Shared Experience Actor-Critic #

Method #

  • Assumption: local policy gradients provide useful learning directions for all agents. Gradients come from the policy, so the reward isn’t involved => agents can have different rewards.
  • Need to add importance sampling since updates can come from other policies. Using the following, each agent is trained on both on-policy data while also using the off-policy data collected by all other agents at each training step.
    • New Policy loss that accounts for updates from other agents (k). Scroll: $$L(\phi_i) = -\log \pi(a^i_t | o^i_t; \phi_i) (r^i_t + \gamma V(o^i_{t+1}; \theta_i) - V(o^i_t; \theta_i)) - \lambda \sum_{k \ne i} \frac{\pi(a^k_t | o^k_t;\phi_i)}{\pi(a^k_t | o^k_t;\phi_k)} \log \pi(a^k_t | o^k_t; \phi_i) (r^k_t + \gamma V(o^k_{t+1}; \theta_i) - V(o^k_t; \theta_i))$$
    • New Value loss that accounts for updates from other agents (k).

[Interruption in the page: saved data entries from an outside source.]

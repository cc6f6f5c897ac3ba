//! Edge-triggered, oneshot readiness selector.
//!
//! Registrations are armed per pending operation and disarm themselves on
//! delivery, so a completion is only ever observed by the operation that
//! armed it.

use std::io;
use std::os::fd::{AsRawFd, FromRawFd, OwnedFd, RawFd};
use std::time::Duration;

/// A single readiness event: which object, which directions.
#[derive(Copy, Clone, Debug)]
pub(crate) struct SelectorEvent {
    pub token: usize,
    pub readable: bool,
    pub writable: bool,
    pub error: bool,
}

pub(crate) type SelectorEvents = Vec<SelectorEvent>;

#[cfg(any(target_os = "linux", target_os = "android", target_os = "illumos"))]
pub(crate) use epoll::Selector;

#[cfg(any(target_os = "linux", target_os = "android", target_os = "illumos"))]
mod epoll {
    use super::*;

    #[derive(Debug)]
    pub(crate) struct Selector {
        ep: OwnedFd,
        events: Vec<libc::epoll_event>,
    }

    impl Selector {
        pub fn new(capacity: usize) -> io::Result<Selector> {
            // SAFETY: `epoll_create1(2)` ensures the fd is valid.
            let ep =
                unsafe { OwnedFd::from_raw_fd(syscall!(epoll_create1(libc::EPOLL_CLOEXEC))?) };
            Ok(Selector {
                ep,
                events: Vec::with_capacity(capacity.clamp(16, 1024)),
            })
        }

        /// Arms a oneshot registration. `added` tells whether the fd is
        /// already in the epoll set from an earlier arm.
        pub fn arm(
            &self,
            fd: RawFd,
            token: usize,
            readable: bool,
            writable: bool,
            added: bool,
        ) -> io::Result<()> {
            let mut event = libc::epoll_event {
                events: interests_to_epoll(readable, writable),
                u64: token as u64,
            };
            let op = if added {
                libc::EPOLL_CTL_MOD
            } else {
                libc::EPOLL_CTL_ADD
            };
            syscall!(epoll_ctl(self.ep.as_raw_fd(), op, fd, &mut event)).map(|_| ())
        }

        pub fn disarm(&self, fd: RawFd) -> io::Result<()> {
            syscall!(epoll_ctl(
                self.ep.as_raw_fd(),
                libc::EPOLL_CTL_DEL,
                fd,
                std::ptr::null_mut(),
            ))
            .map(|_| ())
        }

        /// Persistent registration for the worker's waker fd.
        pub fn arm_waker(&self, fd: RawFd) -> io::Result<()> {
            let mut event = libc::epoll_event {
                events: libc::EPOLLIN as u32,
                u64: super::super::waker::WAKER_TOKEN as u64,
            };
            syscall!(epoll_ctl(
                self.ep.as_raw_fd(),
                libc::EPOLL_CTL_ADD,
                fd,
                &mut event
            ))
            .map(|_| ())
        }

        /// Persistent edge-triggered registration, for the poller front-end.
        pub fn watch(
            &self,
            fd: RawFd,
            token: usize,
            readable: bool,
            writable: bool,
            added: bool,
        ) -> io::Result<()> {
            let mut kind = libc::EPOLLET;
            if readable {
                kind |= libc::EPOLLIN | libc::EPOLLRDHUP;
            }
            if writable {
                kind |= libc::EPOLLOUT;
            }
            let mut event = libc::epoll_event {
                events: kind as u32,
                u64: token as u64,
            };
            let op = if added {
                libc::EPOLL_CTL_MOD
            } else {
                libc::EPOLL_CTL_ADD
            };
            syscall!(epoll_ctl(self.ep.as_raw_fd(), op, fd, &mut event)).map(|_| ())
        }

        pub fn select(
            &mut self,
            out: &mut SelectorEvents,
            timeout: Option<Duration>,
        ) -> io::Result<()> {
            let timeout = timeout
                .map(|to| {
                    // `Duration::as_millis` truncates, so round up; a
                    // sub-millisecond timeout must not busy-spin as zero.
                    to.checked_add(Duration::from_nanos(999_999))
                        .unwrap_or(to)
                        .as_millis()
                        .min(libc::c_int::MAX as u128) as libc::c_int
                })
                .unwrap_or(-1);

            self.events.clear();
            let capacity = self.events.capacity();
            let n_events = match syscall!(epoll_wait(
                self.ep.as_raw_fd(),
                self.events.as_mut_ptr(),
                capacity as i32,
                timeout,
            )) {
                Ok(n) => n as usize,
                Err(ref err) if err.kind() == io::ErrorKind::Interrupted => 0,
                Err(err) => return Err(err),
            };
            // SAFETY: `epoll_wait` ensures that `n_events` are assigned.
            unsafe { self.events.set_len(n_events) };

            for event in self.events.iter() {
                let bits = event.events as libc::c_int;
                out.push(SelectorEvent {
                    token: event.u64 as usize,
                    readable: bits & (libc::EPOLLIN | libc::EPOLLRDHUP | libc::EPOLLHUP) != 0,
                    writable: bits & (libc::EPOLLOUT | libc::EPOLLHUP) != 0,
                    error: bits & libc::EPOLLERR != 0,
                });
            }
            Ok(())
        }
    }

    fn interests_to_epoll(readable: bool, writable: bool) -> u32 {
        let mut kind = libc::EPOLLET | libc::EPOLLONESHOT;
        if readable {
            kind |= libc::EPOLLIN | libc::EPOLLRDHUP;
        }
        if writable {
            kind |= libc::EPOLLOUT;
        }
        kind as u32
    }
}

#[cfg(any(
    target_os = "macos",
    target_os = "ios",
    target_os = "freebsd",
    target_os = "openbsd",
    target_os = "dragonfly",
))]
pub(crate) use kqueue::Selector;

#[cfg(any(
    target_os = "macos",
    target_os = "ios",
    target_os = "freebsd",
    target_os = "openbsd",
    target_os = "dragonfly",
))]
mod kqueue {
    use super::*;
    use std::mem;

    #[derive(Debug)]
    pub(crate) struct Selector {
        kq: OwnedFd,
        events: Vec<libc::kevent>,
    }

    impl Selector {
        pub fn new(capacity: usize) -> io::Result<Selector> {
            let kq = unsafe { OwnedFd::from_raw_fd(syscall!(kqueue())?) };
            syscall!(fcntl(kq.as_raw_fd(), libc::F_SETFD, libc::FD_CLOEXEC))?;
            Ok(Selector {
                kq,
                events: Vec::with_capacity(capacity.clamp(16, 1024)),
            })
        }

        pub fn arm(
            &self,
            fd: RawFd,
            token: usize,
            readable: bool,
            writable: bool,
            _added: bool,
        ) -> io::Result<()> {
            let mut changes: Vec<libc::kevent> = Vec::with_capacity(2);
            let flags = libc::EV_ADD | libc::EV_CLEAR | libc::EV_ONESHOT | libc::EV_RECEIPT;
            if readable {
                changes.push(kevent(fd, libc::EVFILT_READ, flags, token));
            }
            if writable {
                changes.push(kevent(fd, libc::EVFILT_WRITE, flags, token));
            }
            syscall!(kevent(
                self.kq.as_raw_fd(),
                changes.as_ptr(),
                changes.len() as _,
                changes.as_mut_ptr(),
                changes.len() as _,
                std::ptr::null(),
            ))
            .map(|_| ())
        }

        /// Persistent edge-triggered registration, for the poller front-end.
        pub fn watch(
            &self,
            fd: RawFd,
            token: usize,
            readable: bool,
            writable: bool,
            _added: bool,
        ) -> io::Result<()> {
            let mut changes: Vec<libc::kevent> = Vec::with_capacity(2);
            let flags = libc::EV_ADD | libc::EV_CLEAR | libc::EV_RECEIPT;
            if readable {
                changes.push(kevent(fd, libc::EVFILT_READ, flags, token));
            }
            if writable {
                changes.push(kevent(fd, libc::EVFILT_WRITE, flags, token));
            }
            syscall!(kevent(
                self.kq.as_raw_fd(),
                changes.as_ptr(),
                changes.len() as _,
                changes.as_mut_ptr(),
                changes.len() as _,
                std::ptr::null(),
            ))
            .map(|_| ())
        }

        /// Persistent registration for the worker's waker fd.
        pub fn arm_waker(&self, fd: RawFd) -> io::Result<()> {
            let mut changes = [kevent(
                fd,
                libc::EVFILT_READ,
                libc::EV_ADD | libc::EV_CLEAR,
                super::super::waker::WAKER_TOKEN,
            )];
            syscall!(kevent(
                self.kq.as_raw_fd(),
                changes.as_ptr(),
                changes.len() as _,
                changes.as_mut_ptr(),
                changes.len() as _,
                std::ptr::null(),
            ))
            .map(|_| ())
        }

        pub fn disarm(&self, fd: RawFd) -> io::Result<()> {
            let flags = libc::EV_DELETE | libc::EV_RECEIPT;
            let mut changes = [
                kevent(fd, libc::EVFILT_READ, flags, 0),
                kevent(fd, libc::EVFILT_WRITE, flags, 0),
            ];
            // Deleting a filter that was never added reports per-event
            // receipts; ignore them.
            let _ = syscall!(kevent(
                self.kq.as_raw_fd(),
                changes.as_ptr(),
                changes.len() as _,
                changes.as_mut_ptr(),
                changes.len() as _,
                std::ptr::null(),
            ));
            Ok(())
        }

        pub fn select(
            &mut self,
            out: &mut SelectorEvents,
            timeout: Option<Duration>,
        ) -> io::Result<()> {
            let timespec = timeout.map(|to| libc::timespec {
                tv_sec: to.as_secs().min(libc::time_t::MAX as u64) as libc::time_t,
                tv_nsec: to.subsec_nanos() as _,
            });
            let timespec_ptr = timespec
                .as_ref()
                .map(|ts| ts as *const libc::timespec)
                .unwrap_or(std::ptr::null());

            self.events.clear();
            let capacity = self.events.capacity();
            let n_events = match syscall!(kevent(
                self.kq.as_raw_fd(),
                std::ptr::null(),
                0,
                self.events.as_mut_ptr(),
                capacity as _,
                timespec_ptr,
            )) {
                Ok(n) => n as usize,
                Err(ref err) if err.kind() == io::ErrorKind::Interrupted => 0,
                Err(err) => return Err(err),
            };
            unsafe { self.events.set_len(n_events) };

            for event in self.events.iter() {
                out.push(SelectorEvent {
                    token: event.udata as usize,
                    readable: event.filter == libc::EVFILT_READ,
                    writable: event.filter == libc::EVFILT_WRITE,
                    error: event.flags & libc::EV_ERROR != 0 && event.data != 0,
                });
            }
            Ok(())
        }
    }

    fn kevent(fd: RawFd, filter: i16, flags: u16, token: usize) -> libc::kevent {
        let mut ev: libc::kevent = unsafe { mem::zeroed() };
        ev.ident = fd as libc::uintptr_t;
        ev.filter = filter as _;
        ev.flags = flags;
        ev.udata = token as _;
        ev
    }
}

Scroll: $$L(\theta_i) = || V(o^i_t; \theta_i) - y_i ||^2 + \lambda \sum_{k \ne i}\frac{\pi(a_t^k | o_t^k;\phi_i)}{\pi(a_t^k | o_t^k; \phi_k)} || V(o^i_t; \theta_i) - y_k^i ||^2 \text{ with } y_i^k = r_t^k + \gamma V(o_{t+1}^k; \theta_i)$$
    • \(\lambda\): weight of experience from other agents (doesn’t really matter, use \(\lambda = 1\))

SEAC Pseudo-code

Experiments #

Environments #

  • Predator Prey: If at least 2 predators are close to the prey they receive a reward of 1, if they leave the map they receive negative reward, otherwise the reward is zero.
  • SMAC (SC2 Multi-Agent Challenge): variant that the agent controls several marines with a reward of 1 upon winning and a reward of -1 if facing defeat.
  • Label-Based Foraging: rewards from fraction of items collected per episode compared to other agents.
  • Multi-Robot Warehouse: POMDP (limited view), very sparse reward signal only seen upon making a successful delivery.

Baseline algorithms #

  • Independent Actor-Critic (IAC): independent policies with independent learning.
  • Shared Network Actor-Critic (SNAC): single policy that is updated online by each agent, each agent executes a copy of that policy.

Algorithm details #

  • 5-step returns with 4 environments were sampled in batches to the optimiser.
  • Entropy regularization term (relative to agent \(i\)) added to each agent \(i\) loss

Results #

  • PP only SEAC learns successfully.
  • SMAC means are close to 0.0. The agents learned to ran away from the enemy instead of winning the battle. SOTA methods designed for this environment don’t even solve this sparsely rewarded task.
  • LBF & RWARE same for easy variant, but as rewards become sparser, SEAC improves a lot compared to baselines and tends to converge faster.

SEAC Results Table

Predator-Prey and Starcraft 2 training results

Level-Based Foraging training results

Multi-Robot Warehouse training results

  • Different policies learned:
    • Agents learn similar but slightly different policies (importance weights sampled are centred around 1)
    • Agents have different policies because of the random initialization of the networks and because of the agent-centred entropy factor.
  • Issues:
    • Agents learning at different rate impede each other’s ability to learn, leading to sub-optimal policies.
      • Agents with slightly less successful exploration have a harder time learning a rewarding policy when the task they need to perform is constantly done by others.
      • In SC2, a single agent can’t win if other agents aren’t helping the fight. The agent would learn to avoid the fight, which is not optimal.